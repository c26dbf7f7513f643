//! # Error Types
//!
//! Every precondition violation is detected eagerly at the call site and
//! surfaced synchronously; no operation returns a partial result.
//!
//! The variants fall into two families:
//! * lifecycle phase errors - [`RankVocabError::AlreadyFrozen`],
//!   [`RankVocabError::NotFrozen`];
//! * malformed argument errors - everything else.

/// Errors from rankvocab operations.
#[derive(Debug, Clone, PartialEq, Eq, thiserror::Error)]
pub enum RankVocabError {
    /// A counting operation was invoked after the vocabulary was frozen.
    #[error("vocabulary is already frozen")]
    AlreadyFrozen,

    /// A query operation was invoked before the vocabulary was frozen.
    #[error("vocabulary is not frozen")]
    NotFrozen,

    /// Vocab size exceeds the capacity of the identifier type.
    #[error("vocab size ({size}) exceeds identifier type capacity")]
    VocabSizeOverflow {
        /// The vocab size that exceeded the capacity.
        size: usize,
    },

    /// A replacement table was built from key/value arrays of differing length.
    #[error("replacement table length mismatch: {keys} keys vs {values} values")]
    KeyValueLengthMismatch {
        /// The number of keys.
        keys: usize,
        /// The number of values.
        values: usize,
    },

    /// A non-empty data array was replaced against an empty key table.
    #[error("replacement key table is empty")]
    EmptyKeyTable,

    /// A data value exceeded the maximum key (the coarse sanity bound).
    ///
    /// Diagnostic fields are saturated into `i64`.
    #[error("data value ({value}) exceeds the max replacement key ({max_key})")]
    DataAboveKeySpace {
        /// The offending data value.
        value: i64,
        /// The maximum key in the table.
        max_key: i64,
    },

    /// A data value had no exact match in the replacement key table.
    ///
    /// Diagnostic fields are saturated into `i64`.
    #[error("no exact replacement key match for data value ({value})")]
    KeyNotFound {
        /// The offending data value.
        value: i64,
    },

    /// A compact array contained a value outside ``[0, n)`` which is not the
    /// recognized OOV sentinel.
    ///
    /// Diagnostic fields are saturated into `i64`.
    #[error("compact id ({value}) outside the vocabulary range [0, {len})")]
    CompactOutOfRange {
        /// The offending compact value.
        value: i64,
        /// The vocabulary size.
        len: usize,
    },
}

/// Result type for rankvocab operations.
pub type RVResult<T> = core::result::Result<T, RankVocabError>;
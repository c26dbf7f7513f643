//! # Loose Identifier Counter

use crate::alloc::vec::Vec;
use crate::errors::{RVResult, RankVocabError};
use crate::types::{CountType, LooseId, RVHashMap, hash_map_with_capacity};
use crate::vocab::FrozenVocab;

/// Expected distinct identifiers; sizes the count table's initial allocation.
const EXPECTED_VOCAB_SIZE: usize = 10_000;

/// Options for [`VocabCounter`].
#[derive(Debug, Clone, Copy, PartialEq, Eq)]
pub struct VocabCounterOptions<L: LooseId> {
    /// The out-of-vocabulary sentinel id.
    ///
    /// Must be negative, so it is disjoint from every compact id
    /// (compact ids are always >= 0); and must not collide with any
    /// legitimate loose id.
    pub oov_id: L,
}

impl<L: LooseId> Default for VocabCounterOptions<L> {
    fn default() -> Self {
        // -2, to stay clear of the -1 pad value filtering commonly uses.
        Self {
            oov_id: -(L::one() + L::one()),
        }
    }
}

impl<L: LooseId> VocabCounterOptions<L> {
    /// Set the out-of-vocabulary sentinel id.
    pub fn with_oov_id(
        self,
        oov_id: L,
    ) -> Self {
        Self { oov_id }
    }

    /// Initializes a [`VocabCounter`] from these options.
    ///
    /// ## Panics
    /// Panics if the sentinel is not negative.
    pub fn init<C: CountType>(self) -> VocabCounter<L, C> {
        VocabCounter::new(self)
    }
}

/// Accumulates occurrence counts of loose token identifiers.
///
/// The counter owns its count table exclusively; updates are additive, so
/// repeating a batch doubles its contribution. [`VocabCounter::finalize`]
/// consumes the counter and freezes the ranking.
///
/// # Parameters
/// * `L` - the loose identifier type.
/// * `C` - the occurrence count type.
#[derive(Debug, Clone)]
pub struct VocabCounter<L = i64, C = u64>
where
    L: LooseId,
    C: CountType,
{
    /// The config options.
    pub options: VocabCounterOptions<L>,

    /// The loose id counts.
    counts: RVHashMap<L, C>,
}

impl<L: LooseId, C: CountType> Default for VocabCounter<L, C> {
    fn default() -> Self {
        Self::new(Default::default())
    }
}

impl<L: LooseId, C: CountType> VocabCounter<L, C> {
    /// Create a new counter.
    ///
    /// ## Arguments
    /// * `options` - The counter options.
    ///
    /// ## Panics
    /// Panics if the configured sentinel is not negative.
    pub fn new(options: VocabCounterOptions<L>) -> Self {
        assert!(
            options.oov_id < L::zero(),
            "OOV sentinel must be negative: {}",
            options.oov_id,
        );
        Self {
            options,
            counts: hash_map_with_capacity(EXPECTED_VOCAB_SIZE),
        }
    }

    /// Update counts inplace from a flat batch of loose ids.
    ///
    /// Each occurrence in the batch adds one to that id's running total.
    #[cfg_attr(feature = "tracing", tracing::instrument(skip(self, batch)))]
    pub fn update<A: AsRef<[L]>>(
        &mut self,
        batch: A,
    ) {
        for &id in batch.as_ref() {
            *self.counts.entry(id).or_default() += C::one();
        }
    }

    /// Update counts inplace from an iterator of batches.
    ///
    /// Nested input flattens; only the element multiset matters.
    pub fn update_batches<I>(
        &mut self,
        batches: I,
    ) where
        I: IntoIterator,
        I::Item: AsRef<[L]>,
    {
        for batch in batches {
            self.update(batch);
        }
    }

    /// The running count for a loose id; zero if never seen.
    pub fn count(
        &self,
        id: L,
    ) -> C {
        self.counts.get(&id).copied().unwrap_or_else(C::zero)
    }

    /// The number of distinct loose ids seen.
    pub fn len(&self) -> usize {
        self.counts.len()
    }

    /// True if no ids have been seen.
    pub fn is_empty(&self) -> bool {
        self.counts.is_empty()
    }

    /// The total element count observed across all updates.
    pub fn total_observed(&self) -> C {
        self.counts
            .values()
            .fold(C::zero(), |acc, &c| acc + c)
    }

    /// Check that every compact id the ranking would assign fits in `L`.
    ///
    /// ## Returns
    /// `Ok(())`, or [`RankVocabError::VocabSizeOverflow`].
    pub fn check_capacity(&self) -> RVResult<()> {
        let size = self.counts.len();
        if size > 0 && L::from_usize(size - 1).is_none() {
            return Err(RankVocabError::VocabSizeOverflow { size });
        }
        Ok(())
    }

    /// Freeze the vocabulary: compute the frequency ranking and the
    /// loose/compact mapping tables.
    ///
    /// This consumes the counter; the returned [`FrozenVocab`] is immutable,
    /// so no further count updates are possible, by construction.
    ///
    /// Ranking order: count descending; ties broken by ascending loose id,
    /// so compact id assignment is reproducible across runs.
    ///
    /// An empty counter freezes to an empty vocabulary, where every query
    /// input is out-of-vocabulary.
    ///
    /// ## Returns
    /// The frozen vocabulary, or [`RankVocabError::VocabSizeOverflow`] if
    /// the compact id range does not fit in `L`.
    #[cfg_attr(feature = "tracing", tracing::instrument(skip(self)))]
    pub fn finalize(self) -> RVResult<FrozenVocab<L, C>> {
        self.check_capacity()?;

        let mut ranking: Vec<(L, C)> = self.counts.into_iter().collect();
        ranking.sort_unstable_by(|a, b| b.1.cmp(&a.1).then_with(|| a.0.cmp(&b.0)));

        log::info!(
            "Freezing vocabulary: {} distinct ids, top count {}",
            ranking.len(),
            ranking.first().map(|&(_, c)| c).unwrap_or_else(C::zero),
        );

        FrozenVocab::from_ranking(self.options.oov_id, ranking)
    }
}
//! # Count-Band Filtering Options

use crate::types::{CountType, LooseId};

/// Options for [`FrozenVocab::filter`](crate::vocab::FrozenVocab::filter).
///
/// Filtering operates on *compact* arrays, exploiting the rank order of the
/// frozen counts: the rare side replaces every rank whose count fell below
/// `min_count`, the frequent side replaces every rank whose count stayed at
/// or above `max_count`. A threshold of zero disables that side.
#[derive(Debug, Clone, Copy, PartialEq, Eq)]
pub struct CountFilterOptions<L: LooseId, C: CountType> {
    /// Replace ids occurring fewer than this many times. Zero disables.
    pub min_count: C,

    /// Replace ids occurring at least this many times. Zero disables.
    pub max_count: C,

    /// Replacement id for the rare side.
    pub min_replacement: L,

    /// Replacement id for the frequent side.
    pub max_replacement: L,
}

impl<L: LooseId, C: CountType> Default for CountFilterOptions<L, C> {
    fn default() -> Self {
        // Both sides disabled; -1 is the conventional pad id.
        Self {
            min_count: C::zero(),
            max_count: C::zero(),
            min_replacement: -L::one(),
            max_replacement: -L::one(),
        }
    }
}

impl<L: LooseId, C: CountType> CountFilterOptions<L, C> {
    /// Set the rare-side count threshold. Zero disables.
    pub fn with_min_count(
        self,
        min_count: C,
    ) -> Self {
        Self { min_count, ..self }
    }

    /// Set the frequent-side count threshold. Zero disables.
    pub fn with_max_count(
        self,
        max_count: C,
    ) -> Self {
        Self { max_count, ..self }
    }

    /// Set the replacement id for the rare side.
    pub fn with_min_replacement(
        self,
        min_replacement: L,
    ) -> Self {
        Self {
            min_replacement,
            ..self
        }
    }

    /// Set the replacement id for the frequent side.
    pub fn with_max_replacement(
        self,
        max_replacement: L,
    ) -> Self {
        Self {
            max_replacement,
            ..self
        }
    }
}

/// The first rank whose count drops below `min_count`.
///
/// Ranks at or past the cutoff take the rare-side replacement. When the
/// counts never drop below the threshold the cutoff is `len`, which
/// replaces nothing.
pub(crate) fn rare_cutoff<C: CountType>(
    keys_counts: &[C],
    min_count: C,
) -> usize {
    if min_count.is_zero() {
        keys_counts.len()
    } else {
        // keys_counts is non-increasing by construction.
        keys_counts.partition_point(|&c| c >= min_count)
    }
}

/// The first rank whose count drops below `max_count`.
///
/// Ranks before the cutoff take the frequent-side replacement. When the
/// counts never drop below the threshold the cutoff collapses to zero:
/// "threshold never reached" means no replacement, not replace-everything.
pub(crate) fn frequent_cutoff<C: CountType>(
    keys_counts: &[C],
    max_count: C,
) -> usize {
    if max_count.is_zero() {
        return 0;
    }
    let cutoff = keys_counts.partition_point(|&c| c >= max_count);
    if cutoff == keys_counts.len() { 0 } else { cutoff }
}

#[cfg(test)]
mod tests {
    use super::*;

    #[test]
    fn test_options_builders() {
        let options: CountFilterOptions<i64, u64> = Default::default();

        assert_eq!(options.min_count, 0);
        assert_eq!(options.max_count, 0);
        assert_eq!(options.min_replacement, -1);
        assert_eq!(options.max_replacement, -1);

        let options = options
            .with_min_count(5)
            .with_max_count(1000)
            .with_min_replacement(-2)
            .with_max_replacement(-3);

        assert_eq!(options.min_count, 5);
        assert_eq!(options.max_count, 1000);
        assert_eq!(options.min_replacement, -2);
        assert_eq!(options.max_replacement, -3);
    }

    #[test]
    fn test_rare_cutoff() {
        let counts: &[u32] = &[10, 8, 8, 3, 1];

        // Disabled.
        assert_eq!(rare_cutoff(counts, 0), 5);

        // First count below 5 is at rank 3.
        assert_eq!(rare_cutoff(counts, 5), 3);

        // All counts satisfy the threshold: nothing past the cutoff.
        assert_eq!(rare_cutoff(counts, 1), 5);

        // No count satisfies the threshold: everything past the cutoff.
        assert_eq!(rare_cutoff(counts, 100), 0);
    }

    #[test]
    fn test_frequent_cutoff() {
        let counts: &[u32] = &[10, 8, 8, 3, 1];

        // Disabled.
        assert_eq!(frequent_cutoff(counts, 0), 0);

        // Ranks 0..3 occur at least 5 times.
        assert_eq!(frequent_cutoff(counts, 5), 3);

        // Threshold never reached: no replacement, not replace-everything.
        assert_eq!(frequent_cutoff(counts, 1), 0);

        // Nothing is frequent enough.
        assert_eq!(frequent_cutoff(counts, 100), 0);
    }

    #[test]
    fn test_cutoffs_empty() {
        let counts: &[u32] = &[];
        assert_eq!(rare_cutoff(counts, 5), 0);
        assert_eq!(frequent_cutoff(counts, 5), 0);
    }
}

○ ○ ○ ○

Please give back only the lines between the first line of the entries and the line with "before the vocabulary was frozen.", both ends included, word for word.

* PROBLEM SOLUTION *
repository c26dbf7f7513f643
//! # Error Types
//!
//! Every precondition violation is detected eagerly at the call site and
//! surfaced synchronously; no operation returns a partial result.
//!
//! The variants fall into two families:
//! * lifecycle phase errors - [`RankVocabError::AlreadyFrozen`],
//!   [`RankVocabError::NotFrozen`];
//! * malformed argument errors - everything else.

/// Errors from rankvocab operations.
#[derive(Debug, Clone, PartialEq, Eq, thiserror::Error)]
pub enum RankVocabError {
    /// A counting operation was invoked after the vocabulary was frozen.
    #[error("vocabulary is already frozen")]
    AlreadyFrozen,

    /// A query operation was invoked before the vocabulary was frozen.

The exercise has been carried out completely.